**Assignment:** Below are entries. Pull out all lines containing "ToolResult".

Data items:
※

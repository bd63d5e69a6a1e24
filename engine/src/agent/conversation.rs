//! Per-turn conversation history
//!
//! Holds the ordered messages of one user turn: system prompt, the user
//! request, then alternating assistant tool-call messages and tool results.
//! Every tool message directly follows the assistant message that requested
//! it, which OpenAI-compatible endpoints require.

use sdk::types::ToolResult;

use crate::llm::{Message, MessageRole, ToolCall};

/// Rough estimate: 1 token ≈ 4 characters
const CHARS_PER_TOKEN: usize = 4;

#[derive(Debug, Clone, Default)]
pub struct Conversation {
    messages: Vec<Message>,
    token_estimate: usize,
}

impl Conversation {
    /// Start a turn with the system prompt and the user's request
    pub fn start(system_prompt: &str, user_text: &str) -> Self {
        let mut conversation = Self::default();
        conversation.add_message(Message::system(system_prompt));
        conversation.add_message(Message::user(user_text));
        conversation
    }

    pub fn add_message(&mut self, message: Message) {
        self.token_estimate += Self::estimate_tokens(&message);
        self.messages.push(message);
    }

    /// Record the model's tool-call request for this round
    pub fn add_tool_calls(&mut self, content: Option<&str>, calls: &[ToolCall]) {
        self.add_message(Message::assistant_tool_calls(
            content.unwrap_or_default(),
            calls.to_vec(),
        ));
    }

    /// Record a tool result as structured JSON for the model to read
    pub fn add_tool_result(&mut self, call: &ToolCall, result: &ToolResult) {
        let content =
            serde_json::to_string(result).unwrap_or_else(|_| result.summary.clone());
        self.add_message(Message::tool_result(content, &call.id));
    }

    pub fn messages(&self) -> &[Message] {
        &self.messages
    }

    pub fn len(&self) -> usize {
        self.messages.len()
    }

    pub fn is_empty(&self) -> bool {
        self.messages.is_empty()
    }

    /// Number of tool results recorded so far
    pub fn tool_result_count(&self) -> usize {
        self.messages
            .iter()
            .filter(|m| m.role == MessageRole::Tool)
            .count()
    }

    pub fn token_estimate(&self) -> usize {
        self.token_estimate
    }

    fn estimate_tokens(message: &Message) -> usize {
        let call_chars: usize = message
            .tool_calls
            .iter()
            .map(|c| c.name.len() + c.arguments.len())
            .sum();
        let id_chars = message.tool_call_id.as_ref().map(|id| id.len()).unwrap_or(0);

        // Role and structure overhead
        let overhead = 10;

        (message.content.len() + call_chars + id_chars).div_ceil(CHARS_PER_TOKEN) + overhead
    }
}

#[cfg(test)]
mod tests {
    use super::*;
    use sdk::types::MapState;

    #[test]
    fn test_start_has_system_then_user() {
        let conversation = Conversation::start("You control a map", "show me Paris");
        let roles: Vec<MessageRole> = conversation.messages().iter().map(|m| m.role).collect();
        assert_eq!(roles, vec![MessageRole::System, MessageRole::User]);
        assert!(conversation.token_estimate() > 0);
    }

    #[test]
    fn test_tool_result_follows_its_call() {
        let mut conversation = Conversation::start("sys", "zoom to 3");
        let call = ToolCall::new("call_9", "zoom", r#"{"level":3}"#);
        conversation.add_tool_calls(None, std::slice::from_ref(&call));

        let result = ToolResult::success("zoom", "Zoomed to level 3", MapState::initial(0.0, 0.0, 3));
        conversation.add_tool_result(&call, &result);

        let messages = conversation.messages();
        assert_eq!(messages[2].role, MessageRole::Assistant);
        assert_eq!(messages[2].tool_calls[0].id, "call_9");
        assert_eq!(messages[3].role, MessageRole::Tool);
        assert_eq!(messages[3].tool_call_id.as_deref(), Some("call_9"));

        let body: serde_json::Value = serde_json::from_str(&messages[3].content).unwrap();
        assert_eq!(body["outcome"], "success");
        assert_eq!(body["state_snapshot"]["zoom"], 3);
        assert_eq!(conversation.tool_result_count(), 1);
    }
}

※

**Answer below:**
use sdk::types::ToolResult;
    pub fn add_tool_result(&mut self, call: &ToolCall, result: &ToolResult) {
        let result = ToolResult::success("zoom", "Zoomed to level 3", MapState::initial(0.0, 0.0, 3));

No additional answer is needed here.